The states were told that in the event of doing so — the BJP-ruled Madhya Pradesh (MP) and Chhattisgarh governments were giving farmers Rs 150 and Rs 200 per quintal, respectively, over and above the MSPs for wheat and paddy — the Centre wouldn’t procure beyond their internal public distribution system requirements. Any surplus grain procured would, then, have to be disposed of by the states themselves, who were to also “bear the financial burden in that regard”.

But now, with elections approaching, all caution has seemingly been thrown to the winds. The Chhattisgarh government, in November, declared a Rs 300 per quintal bonus on paddy that was extended not only to the 2017-18, but even the previous year’s crop. MP, likewise, came out with a “special incentive” of Rs 265 per quintal for the 2017-18 wheat, in addition to Rs 200 for the preceding year’s crop. Both states are also headed for Assembly polls in November-December; it remains to be seen whether they would announce bonuses for the current year’s paddy and wheat crops, too, before that.

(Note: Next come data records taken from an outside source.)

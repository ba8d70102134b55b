use std::time::Duration;

/// Construction-time configuration for a [TransferEngine](crate::engine::TransferEngine).
///
/// Build with `TransferEngineConfig { transfer_queue_family, ..Default::default() }` or mutate the
/// fields individually before handing the config to the engine's constructor.
#[derive(Debug, Clone, Copy)]
pub struct TransferEngineConfig {
    /// Queue family the engine records and submits on. There is no sane default for this, but we
    /// keep a field here (rather than a constructor argument) to mirror the rest of the config.
    pub transfer_queue_family: u32,
    /// Size in bytes of the single host-visible staging buffer backing the ring allocator. Must be
    /// a power of two.
    pub staging_pool_size: u64,
    /// Maximum number of tasks recorded into a single submission.
    pub batch_cap: usize,
    /// How long the worker waits on the submission fence before declaring a fatal timeout.
    pub fence_timeout: Duration,
    /// How long the worker blocks on the task condvar when the queue is empty.
    pub idle_poll_interval: Duration,
}

impl TransferEngineConfig {
    pub const DEFAULT_STAGING_POOL_SIZE: u64 = 128 * 1024 * 1024;
    pub const DEFAULT_BATCH_CAP: usize = 40;
    pub const DEFAULT_FENCE_TIMEOUT: Duration = Duration::from_millis(10);
    pub const DEFAULT_IDLE_POLL_INTERVAL: Duration = Duration::from_millis(1);

    pub fn new(transfer_queue_family: u32) -> Self {
        TransferEngineConfig {
            transfer_queue_family,
            ..Default::default()
        }
    }
}

impl Default for TransferEngineConfig {
    fn default() -> Self {
        TransferEngineConfig {
            transfer_queue_family: 0,
            staging_pool_size: Self::DEFAULT_STAGING_POOL_SIZE,
            batch_cap: Self::DEFAULT_BATCH_CAP,
            fence_timeout: Self::DEFAULT_FENCE_TIMEOUT,
            idle_poll_interval: Self::DEFAULT_IDLE_POLL_INTERVAL,
        }
    }
}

What are the implications of the latest paddy MSP hike and a likely one for wheat as well?

For one, they will certainly result in more grain being bought by government agencies, as against the private trade. Government procurement of paddy and wheat has, as it is, been rising steadily since the start of this century. The 35.51 million tonnes (mt) of wheat purchased in the recent rabi marketing season accounted for 36% of the total estimated crop of 98.61 mt for 2017-18. Similarly, out of the country’s milled rice production of 111.52 mt, 36.18 mt has already been bought on government account and could reach 38 mt when the current marketing season ends in September.

Secondly, the higher MSPs may also render India’s exports, especially of non-basmati rice, uncompetitive. In 2017-18 (April-March), rice shipments from the country totalled 12.68 mt (8.63 mt of non-basmati and 4.05 mt basmati) and were valued at Rs 49,768.26 crore (Rs 22,927.06 crore of non-basmati and Rs 26,841.19 crore basmati).

Long-grain white rice from Thailand, with 5% brokens content, is now quoting at $ 400-420 per tonne free-on-board (fob), which, at Rs 68.5-to-the-dollar, translates to Rs 27.4-28.8 per kg. If a miller were to purchase paddy from Chhattisgarh or Odisha at the new MSP of Rs 1,750 per quintal, the corresponding rice price at two-thirds recovery will be Rs 26.25 per kg. Even assuming the whole cost of milling, including salaries and overheads, to be recovered from sale of husk and bran, there will be expenses on brokens (bringing down the content from about 20% to 5%), bagging, commission fees, local taxes and transport to ports such as Kakinada. That would take the total export price of Indian non-basmati rice to above Rs 30 per kg or $ 440 per tonne fob.

However, Vijay Setia, president of All India Rice Exporters’ Association, feels that the higher MSP will be absorbed in the global market. “This is because India is the world’s largest rice exporter. It has a near-monopoly over basmati, which anyway commands a premium, and can make buyers pay more even for non-basmati rice,” he says. The US Department of Agriculture has projected total world rice exports for 2018-19 at 49.496 mt, with India’s share at 13 mt, followed by Thailand (11 mt), Vietnam (6.8 mt), Pakistan (4 mt), Myanmar (3.5 mt) and the US (3.3 mt).

But to the extent exports are impacted, there would be that much less paddy/rice bought by private trade. That extra grain would, then, flow into government warehouses.